Work to be completed
Where a line holds the word "ProtocolEngine", copy it from the records.

Data extracts
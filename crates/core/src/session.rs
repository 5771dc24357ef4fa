//! Session lifecycle orchestration.
//!
//! A [`Session`] is the one live set of subsystems for a mirroring run:
//! protocol engine, service advertiser, video renderer and an optional
//! audio renderer. It only exists fully constructed. [`Session::start`]
//! either returns every subsystem running or tears down whatever it had
//! built and returns the failing step.
//!
//! ## Startup order
//!
//! ```text
//! engine (router registered) -> engine log sink -> diagnostics logger
//!   -> video renderer -> audio renderer (unless disabled)
//!   -> start video, start audio -> start engine, record port
//!   -> advertiser -> register RAOP on port, AirPlay on port + 1
//! ```
//!
//! ## Teardown order
//!
//! ```text
//! destroy engine -> unregister RAOP, AirPlay -> destroy audio -> destroy video
//! ```
//!
//! Partial unwinds during startup follow the same order.

use std::sync::Arc;

use crate::config::SessionConfig;
use crate::error::{Result, StartupError};
use crate::media::{DiagnosticsLogger, Severity};
use crate::platform::{
    AudioRenderer, ENGINE_MAX_CONNECTIONS, Platform, ProtocolEngine, ServiceAdvertiser,
    ServiceKind, VideoRenderer,
};
use crate::router::CallbackRouter;

/// Port of the companion service for a given primary port.
///
/// Always the primary port plus one; `65535` wraps to `0` as a 16-bit port.
pub fn companion_port(port: u16) -> u16 {
    port.wrapping_add(1)
}

/// Subsystem handles in the order they must be released.
///
/// Dropping this tears down whatever is still held, so an early return
/// from [`Session::start`] unwinds the partially built session.
struct Subsystems {
    router: Arc<CallbackRouter>,
    engine: Box<dyn ProtocolEngine>,
    engine_destroyed: bool,
    advertiser: Option<Arc<dyn ServiceAdvertiser>>,
    audio: Option<Arc<dyn AudioRenderer>>,
    video: Option<Arc<dyn VideoRenderer>>,
}

impl Subsystems {
    fn new(router: Arc<CallbackRouter>, engine: Box<dyn ProtocolEngine>) -> Self {
        Self {
            router,
            engine,
            engine_destroyed: false,
            advertiser: None,
            audio: None,
            video: None,
        }
    }

    fn teardown(&mut self) {
        if !self.engine_destroyed {
            self.engine_destroyed = true;
            self.engine.destroy();
            tracing::debug!("protocol engine destroyed");
        }

        if let Some(advertiser) = self.advertiser.take() {
            advertiser.unregister(ServiceKind::Raop);
            advertiser.unregister(ServiceKind::AirPlay);
            tracing::debug!("services unregistered");
        }

        self.router.detach_renderers();

        // Audio must go before video. The other order deadlocks the
        // hardware rendering client.
        if let Some(audio) = self.audio.take() {
            audio.destroy();
            tracing::debug!("audio renderer destroyed");
        }
        if let Some(video) = self.video.take() {
            video.destroy();
            tracing::debug!("video renderer destroyed");
        }
    }
}

impl Drop for Subsystems {
    fn drop(&mut self) {
        self.teardown();
    }
}

/// One running mirroring session.
pub struct Session {
    subsystems: Subsystems,
    port: u16,
}

impl Session {
    /// Construct and start every subsystem.
    ///
    /// Not reentrant; call once per process.
    pub fn start<P>(platform: &P, config: &SessionConfig) -> Result<Session>
    where
        P: Platform + ?Sized,
    {
        let router = Arc::new(CallbackRouter::new());

        let engine = platform
            .init_engine(ENGINE_MAX_CONNECTIONS, router.clone())
            .map_err(|e| reported(StartupError::EngineInitFailed(e)))?;
        tracing::debug!("protocol engine init success");
        let mut subsystems = Subsystems::new(router.clone(), engine);

        subsystems.engine.set_log_sink(router.clone());
        subsystems.engine.set_log_level(Severity::MAX_VERBOSITY);

        let mut diagnostics = DiagnosticsLogger::new(router.clone());
        diagnostics.set_level(Severity::MAX_VERBOSITY);

        if config.low_latency {
            diagnostics.log(Severity::INFO, "Using low-latency mode");
        }

        let video = platform
            .init_video_renderer(
                diagnostics.clone(),
                config.show_background,
                config.low_latency,
            )
            .map_err(|e| reported(StartupError::VideoRendererInitFailed(e)))?;
        subsystems.video = Some(video.clone());
        router.attach_video(video.clone());

        if config.audio_device.is_enabled() {
            let audio = platform
                .init_audio_renderer(
                    diagnostics,
                    video.clone(),
                    config.audio_device,
                    config.low_latency,
                )
                .map_err(|e| reported(StartupError::AudioRendererInitFailed(e)))?;
            subsystems.audio = Some(audio.clone());
            router.attach_audio(audio);
        } else {
            tracing::info!("audio disabled");
        }

        video.start();
        if let Some(audio) = &subsystems.audio {
            audio.start();
        }

        let port = subsystems.engine.start();
        subsystems.engine.set_port(port);
        tracing::debug!(port = subsystems.engine.port(), "protocol engine started");

        let advertiser = platform
            .init_advertiser(&config.name, &config.hw_addr)
            .map_err(|e| reported(StartupError::DiscoveryInitFailed(e)))?;
        subsystems.advertiser = Some(advertiser.clone());

        subsystems.engine.set_advertiser(advertiser.clone());
        advertiser.register(ServiceKind::Raop, port);
        advertiser.register(ServiceKind::AirPlay, companion_port(port));

        tracing::info!(
            name = %config.name,
            hw_addr = %config.hw_addr,
            port,
            audio = ?config.audio_device,
            "session started"
        );

        Ok(Session { subsystems, port })
    }

    /// Tear the session down in the fixed order. Never fails.
    pub fn stop(mut self) {
        tracing::info!("session stopping");
        self.subsystems.teardown();
    }

    /// Port the primary service is advertised on.
    pub fn port(&self) -> u16 {
        self.port
    }

    pub fn companion_port(&self) -> u16 {
        companion_port(self.port)
    }

    pub fn has_audio(&self) -> bool {
        self.subsystems.audio.is_some()
    }
}

fn reported(err: StartupError) -> StartupError {
    tracing::error!(error = %err, "session startup failed");
    err
}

Answer for the task
    AudioRenderer, ENGINE_MAX_CONNECTIONS, Platform, ProtocolEngine, ServiceAdvertiser,
    engine: Box<dyn ProtocolEngine>,
    fn new(router: Arc<CallbackRouter>, engine: Box<dyn ProtocolEngine>) -> Self {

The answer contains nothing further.